On Thu, Mar 21, 2013 at 9:17 AM, Kevin Horn <kevin.horn@gmail.com> wrote:
tl;dr A Lore plugin won't work for generating Sphinx source files, at least not by itself.
Itamar posted some notes from the Twisted BoF session that was held at PyCon last weekend, and one of the things in it was the following line:
- lore output plugin that generates ReST via docutils parse tree objects, then write code to run sphinx on this output
I wasn't there, so I don't know the exact context that this was referring to, but let me try to explain a little bit about why this won't work (at least not as written).
reStructuredText, as some of you may know, creates it's output by first creating an intermediate representation of a document called a "node tree", which is a tree of "nodes" which represents the various elements in a document (text, paragraphs, lists, list items, etc.). reStructuredText also has a construct called a "directive", which is some markup which tells the docutils reST parser to create a bunch of these nodes.
Directives are awesome and are a big reason why reStructuredText is so much more powerful than other lightweight markup languages like markdown, textile, etc. They serve as extension point and allow users to create their own markup constructs without changing the actual parser.
The key thing is that a directive is not itself a type of node. Rather it 's just a markup construct. This means that once a reStructuredText document goes through the docutils parser, the information about the directives is lost, because they have been transformed into a bunch of nodes.

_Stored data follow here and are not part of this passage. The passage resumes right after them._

//! Price negotiation workflow.
//!
//! A passenger opens a chain with an offer below the seat price; the driver and the
//! passenger then take turns countering until one side accepts or rejects, the passenger
//! cancels, or the head offer expires. Accepting books the seats at the agreed price.
//! Transitions are decided by the pure `state::NegotiationState` and applied here inside a
//! single transaction per request. Every header write compares the status and head offer
//! it was decided on, so concurrent transitions on one chain cannot both commit.

pub mod state;

use chrono::{DateTime, Duration, Utc};
use entity::sea_orm_active_enums::{ComfortLevel, NegotiationStatus, OfferProposer, OfferStatus};
use rust_decimal::Decimal;
use sea_orm::{ConnectionTrait, DatabaseConnection, SqlErr, TransactionTrait};
use serde_json::json;

use crate::{
    model::negotiation::BulkAnswer,
    server::{
        data::{
            booking::BookingRepository,
            negotiation::{ChainUpdate, NegotiationRepository, NewNegotiation},
            trip::TripRepository,
        },
        error::AppError,
        model::{
            booking::{NewBooking, PAYMENT_NEGOTIATED},
            negotiation::{
                AutoAcceptRule, BulkOutcome, ChainVersion, Negotiation, NewOffer, Offer,
                OpenNegotiationParams, PaginatedNegotiations, PriceRecommendation,
            },
            notification::{NotificationEvent, NotificationKind},
        },
        service::{
            booking::reserve_seats,
            message::join_trip_thread,
            negotiation::state::{
                should_auto_accept, Action, NegotiationState, Outcome, TransitionError,
            },
            notification::NotificationService,
        },
        util::pagination::total_pages,
    },
};

/// Lifetime of the opening offer.
pub const OPENING_OFFER_TTL_HOURS: i64 = 24;
/// Lifetime of a counter offer.
pub const COUNTER_OFFER_TTL_HOURS: i64 = 12;
/// Response recorded on offers accepted by a driver's rule.
pub const AUTO_ACCEPT_MESSAGE: &str = "Auto-accepted based on your pricing preferences.";
/// Most chains a driver may answer in one bulk response.
pub const MAX_BULK_NEGOTIATIONS: usize = 20;
/// Seat price suggested when no trips exist on a route, in som.
pub const FALLBACK_SEAT_PRICE: i64 = 15_000;

impl From<TransitionError> for AppError {
    fn from(err: TransitionError) -> Self {
        match err {
            TransitionError::NotYourTurn | TransitionError::NotPassenger => {
                AppError::Forbidden(err.to_string())
            }
            TransitionError::InvalidPrice(_) => AppError::BadRequest(err.to_string()),
            TransitionError::Resolved(_)
            | TransitionError::HeadNotPending
            | TransitionError::Expired => AppError::Conflict(err.to_string()),
        }
    }
}

/// Closes a chain: the header takes `status` with `resolved_at = now` and every pending
/// offer takes `offer_status`.
///
/// # Returns
/// - `Ok(())` - Chain closed
/// - `Err(AppError::Conflict)` - The chain moved past `version` concurrently
pub(crate) async fn close_chain<C: ConnectionTrait>(
    db: &C,
    version: ChainVersion,
    status: NegotiationStatus,
    offer_status: OfferStatus,
    now: DateTime<Utc>,
) -> Result<(), AppError> {
    let repo = NegotiationRepository::new(db);

    let closed = repo
        .update_chain_if_unchanged(
            version,
            ChainUpdate {
                status,
                head_offer_id: None,
                expires_at: None,
                final_price: None,
                booking_id: None,
                resolved_at: Some(now),
            },
        )
        .await?;
    if !closed {
        return Err(stale_chain());
    }
    repo.close_pending_offers(version.id, offer_status).await?;

    Ok(())
}

/// An offer about to be accepted and booked.
struct Acceptance {
    offer_id: i32,
    final_price: Decimal,
    response_message: Option<String>,
    auto_accepted: bool,
}

fn stale_chain() -> AppError {
    AppError::Conflict("Negotiation changed concurrently, please try again".to_string())
}

pub struct NegotiationService<'a> {
    db: &'a DatabaseConnection,
}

For example there's a container directive, which looks like this:
Title =====
.. container::
I'm a content paragraph! Yay!
When processed this creates a nodetree that looks something like this (in docutils "pseudoxml" representation:
<document ids="title" names="title" source="test.rst" title="Title"> <title> Title <container> <paragraph> I'm a content paragraph! Yay!
It is entirely coincidental that the container directive and the <container> node are named the same thing. Don't let this confuse you. The point is that the directive goes away and is replaced by a bunch of nodes (more specifically, the node tree is transformed in some way...I suppose a directive could remove nodes, but I don't think I've ever seen that done).
We can see this using another example:
Here's some markup:
Title =====
.. warning::
I'm a content paragraph! Yay!
and here's the pseudoxml representation of the nodetree:
<document ids="title" names="title" source="test.rst" title="Title"> <title> Title <container> <paragraph> I'm a content paragraph! Yay!
Notice that the node trees look exactly the same. Now this is not quite true, as there's probably some attributes on the actual Python nodes that might be used to distinguish them when writing output which aren't displayed here...they certainly get rendered into HTML differently. But the point is that the directive itself is GONE and you have no real way of recreating it from the node tree.
I think this problem also happens with custom text roles, which is another extension mechanism in reST, but I haven't looked too deeply into that.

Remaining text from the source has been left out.